Discrimination - A One-Way Street



So the Met is considering the formal adoption of institutional racism.

"The idea was put forward by the Metropolitan Black Police Association (MBPA), to make the force more representative of London's racial mix.

Such a plan would mean changing the 1976 Race Relations Act.

In 2002-03, 9.8% of recruits were from ethnic minorities, but by 2009 this must be 25.9% under government targets. "


Put aside the idea of a trade association open only to those with the right ethnic background - imagine a White Police Officers Association ? I can't, either.

What ever happened to the colour of a man's skin being of no more significance than the colour of his eyes ?

The idea that any given body of people - say teachers, policemen, soap stars or criminals - should reflect the community from which they're drawn can be argued one way or the other. I think it's an idiotic idea because it fails to relect cultural realities (and in some sporting instances physical ones). A third of males have a criminal record - should a third of policemen ? Judges ?

But whether it's a good idea or not, in a nation where the elite consists of guilty white liberals, the ratchet only works one way.

Ethnic minorities grossly underrepresented in an advertisements ? Bad. Asians underrepresented in professional football ? Bad.

Black people grossly overrepresented in Premiership football ? No comment. In presenting BBC children's programmes ? Reading the News ? In medicine, IT and the law ? No comment.

No, stop - it's bad. This BBC report on admissions to medical school showed the idiocy of head-counting

"While one third of all applications for medical school places are from Asians, they represent only one fifth of those accepted."

Now this figure for applicants is so mind-bogglingly large that it should surely be the main story. Young Asians apply to medical school at a rate five of six times higher than the general population. Yet apparently it's a problem that acceptances are only at a level four times higher than the general population.

I hate to say it, but couldn't there be a cultural component to this ? Could it not be that Asian parents see young Daljit as a doctor or accountant rather than a Premiership striker ?

Another area in which the idiocy of head-counting is exposed is education.
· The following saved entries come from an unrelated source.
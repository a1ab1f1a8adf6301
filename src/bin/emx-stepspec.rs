//! emx-stepspec CLI
//!
//! Dry-runs feature trees: no step definitions are registered, so every step
//! is reported undefined and `--stubs` prints a definition skeleton for each.

use std::path::PathBuf;
use std::process::ExitCode;
use anyhow::Context;
use clap::Parser;
use emx_stepspec::formatters::Format;
use emx_stepspec::{RunConfig, Runner, STUBS_ENV};

#[derive(Parser, Debug)]
#[command(name = "emx-stepspec")]
#[command(author = "nzinfo <li.monan@gmail.com>")]
#[command(version)]
#[command(about = "Run step-driven scenarios from feature trees")]
struct Cli {
    /// Directory or feature tree file to run
    #[arg(default_value = ".")]
    path: PathBuf,

    /// Only run files whose name contains this string
    #[arg(short = 'f', long)]
    filter: Option<String>,

    /// Print a step definition skeleton for every undefined step (or set STUBS)
    #[arg(long)]
    stubs: bool,

    /// Output format: doc, json or html
    #[arg(long, default_value = "doc")]
    format: Format,

    /// Report whole scenarios instead of individual steps
    #[arg(long = "no-granular")]
    no_granular: bool,

    /// File name suffixes to match [default: .feature.json]
    #[arg(long = "ext", default_value = ".feature.json")]
    extensions: Vec<String>,

    /// Show number of scenarios without running
    #[arg(long = "count")]
    count: bool,

    /// Verbose output: debug logging and a per-step report on stderr
    #[arg(short, long)]
    verbose: bool,
}

fn main() -> ExitCode {
    let cli = Cli::parse();

    let level = if cli.verbose { tracing::Level::DEBUG } else { tracing::Level::WARN };
    tracing_subscriber::fmt()
        .with_max_level(level)
        .with_writer(std::io::stderr)
        .init();

    match run(cli) {
        Ok(code) => code,
        Err(e) => {
            eprintln!("error: {:#}", e);
            ExitCode::FAILURE
        }
    }
}

fn run(cli: Cli) -> anyhow::Result<ExitCode> {
    let config = RunConfig {
        dir: cli.path,
        filter: cli.filter,
        extensions: cli.extensions,
        generate_step_stubs: cli.stubs || std::env::var_os(STUBS_ENV).is_some(),
        granular_steps: !cli.no_granular,
        format: cli.format,
        verbose: cli.verbose,
    };

    let runner: Runner<()> = Runner::new(config);

    if cli.count {
        let count = runner.count_scenarios().context("failed to load features")?;
        println!("Found {} scenario(s)", count);
        return Ok(ExitCode::SUCCESS);
    }

    let result = runner
        .run_to(Box::new(std::io::stdout()))
        .context("failed to run features")?;

    if runner.config().verbose {
        runner
            .report(&result, &mut std::io::stderr())
            .context("failed to write report")?;
    }

    tracing::info!(
        files = result.files,
        scenarios = result.scenarios.len(),
        "{}",
        result.summary()
    );

    if result.all_passed() {
        Ok(ExitCode::SUCCESS)
    } else {
        Ok(ExitCode::FAILURE)
    }
}
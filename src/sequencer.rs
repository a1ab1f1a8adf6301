//! Step sequencer
//!
//! A resumable cursor over one scenario's steps. The execution pass pulls
//! steps until one stalls; the replay pass then drains whatever is left from
//! the same cursor, so no step is ever handed out twice.
//!
//! Exhaustion is a state, not an error: once the last step has been yielded,
//! every further call returns `None`.

use std::iter::FusedIterator;
use crate::model::Step;

/// Cursor lifecycle
#[derive(Debug, Clone, Copy, PartialEq, Eq)]
pub enum CursorState {
    /// Nothing yielded yet
    NotStarted,
    /// At least one step yielded, more may follow
    Running,
    /// Every step has been yielded
    Exhausted,
}

/// Resumable cursor over a scenario's step list
#[derive(Debug, Clone)]
pub struct StepCursor<'a> {
    steps: &'a [Step],
    index: usize,
    state: CursorState,
}

impl<'a> StepCursor<'a> {
    pub fn new(steps: &'a [Step]) -> Self {
        let state = if steps.is_empty() {
            CursorState::Exhausted
        } else {
            CursorState::NotStarted
        };
        Self { steps, index: 0, state }
    }

    pub fn state(&self) -> CursorState {
        self.state
    }

    pub fn is_exhausted(&self) -> bool {
        self.state == CursorState::Exhausted
    }

    /// Number of steps already handed out
    pub fn yielded(&self) -> usize {
        self.index
    }

    /// Number of steps not yet handed out
    pub fn remaining(&self) -> usize {
        self.steps.len() - self.index
    }

    /// Index (into the scenario's step list) of the step `next` will yield
    pub fn position(&self) -> usize {
        self.index
    }
}

impl<'a> Iterator for StepCursor<'a> {
    type Item = &'a Step;

    fn next(&mut self) -> Option<&'a Step> {
        if self.state == CursorState::Exhausted {
            return None;
        }
        let step = self.steps.get(self.index)?;
        self.index += 1;
        self.state = if self.index == self.steps.len() {
            CursorState::Exhausted
        } else {
            CursorState::Running
        };
        Some(step)
    }

    fn size_hint(&self) -> (usize, Option<usize>) {
        let n = self.remaining();
        (n, Some(n))
    }
}

impl ExactSizeIterator for StepCursor<'_> {}

impl FusedIterator for StepCursor<'_> {}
If differing results are evidence of discrimination, State education is biased against Muslim (Pakistani/Bangladeshi) and Afro-Caribbean pupils, but in favour of Chinese, Indians and Irish.

Given that the stereotypical British racist 'can't tell them apart', British teachers, those well-known racists, must be making a real effort to teach their Indian pupils so much better than their Pakistani ones.

Thank God for people like Tony Sewell. Of course, if he were white, he'd be a racist.